Immunological synapse derived ectosomes in T cell effector function: SYNECT

Programme(s): H2020-EU.1.1. - EXCELLENT SCIENCE - European Research Council (ERC)
Topic(s): ERC-ADG-2014 - ERC Advanced Grant
Call for proposal: ERC-2014-ADG
Funding Scheme: ERC-ADG - Advanced Grant

Grant agreement ID: 670930

Objective
The immunological synapse is a highly conserved scaffold for communication between immune cells built around cooperation of antigen and adhesion receptors. It often takes the form of a bull’s eye with a central cluster of antigen receptors surrounded by a ring of adhesion molecules. We have recently observed that antigen receptor coated extracellular microvesicles bud directly from the center of the immunological synapse- which we define as synaptic ectosomes. Synaptic ectosomes are transferred to the antigen- presenting cell and can generate signals after the T cell-APC synapse has dissolved.
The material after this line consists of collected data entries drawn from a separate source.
//! # Selective-Disclosure Algorithms
//!
//! Pure, total functions over a [`BoundedDisclosureLattice`] that derive the
//! minimum, maximum, and optimal disclosure sets for a single credential, and
//! a deterministic greedy selector across multiple credentials. None of
//! these can fail: disagreements between what a verifier wants and what a
//! holder is willing to reveal are reported as data (`conflicts`,
//! `unavailable`), never as errors.

use std::collections::HashSet;
use std::hash::Hash;

use crate::lattice::BoundedDisclosureLattice;

/// The result of [`compute_minimum_disclosure`].
#[derive(Clone, Debug, Eq, PartialEq)]
pub struct MinimumDisclosure<T: Eq + Hash + Clone> {
    /// The minimum path set: `Bottom ∪ selectable(verifier) ∪ mandatory(verifier) ∪ …`.
    pub selected: HashSet<T>,
    /// Paths requested by any input that are not present in the lattice's `Top`.
    pub unavailable: HashSet<T>,
}

/// Computes the minimum set of paths that must be disclosed to satisfy a
/// verifier's request, a set of regulatory requirements, and a set of
/// structural requirements (e.g. paths implied by the credential's schema).
/// Order of inputs does not affect the result since set union is
/// commutative.
#[must_use]
pub fn compute_minimum_disclosure<T: Eq + Hash + Clone>(
    lattice: &BoundedDisclosureLattice<T>,
    verifier: &HashSet<T>,
    regulatory: &HashSet<T>,
    structural: &HashSet<T>,
) -> MinimumDisclosure<T> {
    let mut selected = lattice.bottom().clone();
    let mut unavailable = HashSet::new();

    for requested in [verifier, regulatory, structural] {
        let normalized = lattice.normalize(Some(requested));
        selected.extend(normalized.mandatory_hit);
        selected.extend(normalized.selectable_hit);
        unavailable.extend(normalized.unavailable);
    }

    MinimumDisclosure { selected, unavailable }
}

/// Computes the maximum set of paths a holder is willing to disclose:
/// `Top \ (exclusions ∩ Selectable)`. Exclusions that name a mandatory
/// (`Bottom`) path are silently dropped — mandatory paths can never be
/// excluded.
#[must_use]
pub fn compute_maximum_disclosure<T: Eq + Hash + Clone>(
    lattice: &BoundedDisclosureLattice<T>,
    exclusions: &HashSet<T>,
) -> HashSet<T> {
    let selectable = lattice.selectable();
    let excluded_selectable: HashSet<T> = exclusions.intersection(&selectable).cloned().collect();
    lattice.top().difference(&excluded_selectable).cloned().collect()
}

/// The result of [`compute_optimal_disclosure`].
#[derive(Clone, Debug, Eq, PartialEq)]
pub struct OptimalDisclosure<T: Eq + Hash + Clone> {
    /// The selected path set.
    pub selected: HashSet<T>,
    /// `true` iff the verifier's requirements are fully satisfied (i.e. the
    /// minimum set was achievable within the maximum set and nothing was
    /// unavailable).
    pub satisfies: bool,
    /// Paths the verifier required but the holder excluded (or the
    /// credential cannot provide): `Minimum \ Maximum`. Empty when
    /// `satisfies` is `true`.
    pub conflicts: HashSet<T>,
    /// Paths requested by any input that the credential cannot provide at
    /// all.
    pub unavailable: HashSet<T>,
}

/// Reconciles a [`MinimumDisclosure`] against a maximum (holder-willing) set.
///
/// If the minimum set is a subset of the maximum, the minimum is returned
/// verbatim with `satisfies = (unavailable is empty)`. Otherwise the best
/// achievable compromise — `(Minimum ∩ Maximum) ∪ Bottom` — is returned with
/// `satisfies = false` and the unreachable paths recorded as `conflicts`.
#[must_use]
pub fn compute_optimal_disclosure<T: Eq + Hash + Clone>(
    lattice: &BoundedDisclosureLattice<T>,
    minimum: &MinimumDisclosure<T>,
    maximum: &HashSet<T>,
) -> OptimalDisclosure<T> {
    if minimum.selected.is_subset(maximum) {
        return OptimalDisclosure {
            selected: minimum.selected.clone(),
            satisfies: minimum.unavailable.is_empty(),
            conflicts: HashSet::new(),
            unavailable: minimum.unavailable.clone(),
        };
    }

    let conflicts: HashSet<T> = minimum.selected.difference(maximum).cloned().collect();
    let mut selected: HashSet<T> = minimum.selected.intersection(maximum).cloned().collect();
    selected.extend(lattice.bottom().iter().cloned());

    OptimalDisclosure {
        selected,
        satisfies: false,
        conflicts,
        unavailable: minimum.unavailable.clone(),
    }
}

/// Returns `true` iff `selected` is a valid selection under `lattice` and
/// covers every selectable/mandatory path named in `requirements`.
#[must_use]
pub fn validate_disclosure<T: Eq + Hash + Clone>(
    lattice: &BoundedDisclosureLattice<T>,
    selected: &HashSet<T>,
    requirements: &HashSet<T>,
) -> bool {
    if !lattice.is_valid(selected) {
        return false;
    }
    let normalized = lattice.normalize(Some(requirements));
    let required_coverage: HashSet<T> =
        normalized.selectable_hit.union(&normalized.mandatory_hit).cloned().collect();
    required_coverage.is_subset(selected)
}

/// A candidate credential and the optimal disclosure computed for it, as
/// consumed by [`select_credentials`].
pub struct Candidate<'a, C, T: Eq + Hash + Clone> {
    /// The candidate credential.
    pub credential: &'a C,
    /// The optimal disclosure computed for this credential against the full
    /// requirement set.
    pub optimal: OptimalDisclosure<T>,
}

/// Greedily selects credentials to cover a requirement set.
///
/// At each step, picks the unused candidate whose optimal disclosure covers
/// the largest still-unsatisfied subset of `requirements`, breaking ties by
/// the candidates' stable input order. Terminates when the unsatisfied set
/// is empty or no remaining candidate makes progress.
///
/// This is a heuristic: the returned selection is not guaranteed to be
/// minimal, but it is deterministic for a fixed input order.
#[must_use]
pub fn select_credentials<'a, C, T: Eq + Hash + Clone>(
    candidates: &'a [Candidate<'a, C, T>],
    requirements: &HashSet<T>,
) -> Vec<&'a Candidate<'a, C, T>> {
    let mut unsatisfied: HashSet<T> = requirements.clone();
    let mut used = vec![false; candidates.len()];
    let mut selection = Vec::new();

    loop {
        let mut best: Option<(usize, usize)> = None; // (index, coverage)
        for (i, candidate) in candidates.iter().enumerate() {
            if used[i] {
                continue;
            }
            let coverage = candidate.optimal.selected.intersection(&unsatisfied).count();
            if coverage == 0 {
                continue;
            }
            match best {
                Some((_, best_coverage)) if best_coverage >= coverage => {}
                _ => best = Some((i, coverage)),
            }
        }

        let Some((index, _)) = best else {
            break;
        };
        used[index] = true;
        selection.push(&candidates[index]);
        for path in &candidates[index].optimal.selected {
            unsatisfied.remove(path);
        }
        if unsatisfied.is_empty() {
            break;
        }
    }

    selection
}

#[cfg(test)]
mod tests {
    use super::*;

    fn set(items: &[&str]) -> HashSet<String> {
        items.iter().map(|s| (*s).to_string()).collect()
    }

    fn sample_lattice() -> BoundedDisclosureLattice<String> {
        BoundedDisclosureLattice::new(set(&["iss", "type", "A", "B", "C"]), set(&["iss", "type"]))
            .unwrap()
    }

    #[test]
    fn minimum_is_order_independent() {
        let lattice = sample_lattice();
        let verifier = set(&["A"]);
        let regulatory = set(&["B"]);
        let structural = set(&[]);
        let m1 = compute_minimum_disclosure(&lattice, &verifier, &regulatory, &structural);
        let m2 = compute_minimum_disclosure(&lattice, &regulatory, &verifier, &structural);
        assert_eq!(m1.selected, m2.selected);
        assert_eq!(m1.selected, set(&["iss", "type", "A", "B"]));
    }

    #[test]
    fn maximum_drops_excluded_mandatory() {
        let lattice = sample_lattice();
        // Excluding a mandatory path has no effect.
        let exclusions = set(&["iss", "A"]);
        let max = compute_maximum_disclosure(&lattice, &exclusions);
        assert_eq!(max, set(&["iss", "type", "B", "C"]));
    }

    #[test]
    fn optimal_disclosure_conflict_scenario() {
        // Scenario 4 from the spec: Top={A,B,C,iss,type}, Bottom={iss,type},
        // verifier-requested={B}, user-excluded={B}.
        let lattice = sample_lattice();
        let verifier = set(&["B"]);
        let minimum =
            compute_minimum_disclosure(&lattice, &verifier, &HashSet::new(), &HashSet::new());
        let maximum = compute_maximum_disclosure(&lattice, &set(&["B"]));
        let optimal = compute_optimal_disclosure(&lattice, &minimum, &maximum);

        assert!(!optimal.satisfies);
        assert_eq!(optimal.selected, set(&["iss", "type"]));
        assert_eq!(optimal.conflicts, set(&["B"]));
    }

    #[test]
    fn optimal_disclosure_satisfied_case() {
        let lattice = sample_lattice();
        let verifier = set(&["A"]);
        let minimum =
            compute_minimum_disclosure(&lattice, &verifier, &HashSet::new(), &HashSet::new());
        let maximum = compute_maximum_disclosure(&lattice, &HashSet::new());
        let optimal = compute_optimal_disclosure(&lattice, &minimum, &maximum);
        assert!(optimal.satisfies);
        assert_eq!(optimal.selected, set(&["iss", "type", "A"]));
        assert!(optimal.conflicts.is_empty());
    }

    #[test]
    fn validate_checks_coverage_and_bounds() {
        let lattice = sample_lattice();
        let requirements = set(&["A"]);
        assert!(validate_disclosure(&lattice, &set(&["iss", "type", "A"]), &requirements));
        assert!(!validate_disclosure(&lattice, &set(&["iss", "type"]), &requirements));
        assert!(!validate_disclosure(&lattice, &set(&["type", "A"]), &requirements)); // missing mandatory iss
    }

    #[test]
    fn greedy_selection_is_deterministic_and_terminates() {
        let lattice = sample_lattice();
        let requirements = set(&["A", "B", "C"]);

        let cred_a = "cred-a".to_string();
        let cred_b = "cred-b".to_string();

        let optimal_a = OptimalDisclosure {
            selected: set(&["A", "B"]),
            satisfies: false,
            conflicts: HashSet::new(),
            unavailable: HashSet::new(),
        };
        let optimal_b = OptimalDisclosure {
            selected: set(&["C"]),
            satisfies: false,
            conflicts: HashSet::new(),
            unavailable: HashSet::new(),
        };
        let candidates = vec![
            Candidate { credential: &cred_a, optimal: optimal_a },
            Candidate { credential: &cred_b, optimal: optimal_b },
        ];

        let selection = select_credentials(&candidates, &requirements);
        assert_eq!(selection.len(), 2);
        assert_eq!(selection[0].credential, "cred-a");
        assert_eq!(selection[1].credential, "cred-b");
    }

    #[test]
    fn greedy_selection_terminates_without_progress() {
        let requirements = set(&["Z"]);
        let cred_a = "cred-a".to_string();
        let optimal_a = OptimalDisclosure {
            selected: set(&["A"]),
            satisfies: false,
            conflicts: HashSet::new(),
            unavailable: HashSet::new(),
        };
        let candidates = vec![Candidate { credential: &cred_a, optimal: optimal_a }];
        let selection = select_credentials(&candidates, &requirements);
        assert!(selection.is_empty());
    }
}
We aim to determine the composition of synaptic ectosomes, determine their fate in the antigen-presenting cell and identify approaches to manipulate their formation in vivo. The objectives will be to

1) isolate synaptic ectosomes from human T cells and determine their molecular composition;

2) determine the functional impact of synaptic ectosomes on the antigen presenting cell; and

3) use gene targeting to control the process in vivo to understand its role in T function of helper, cytotoxic and regulatory T cells.

The technologies will include microscopy, proteomics, genomics, and in vivo models with constitutive and conditional gene targeting. This work will address fundamental gaps in our understanding of immune cell communication.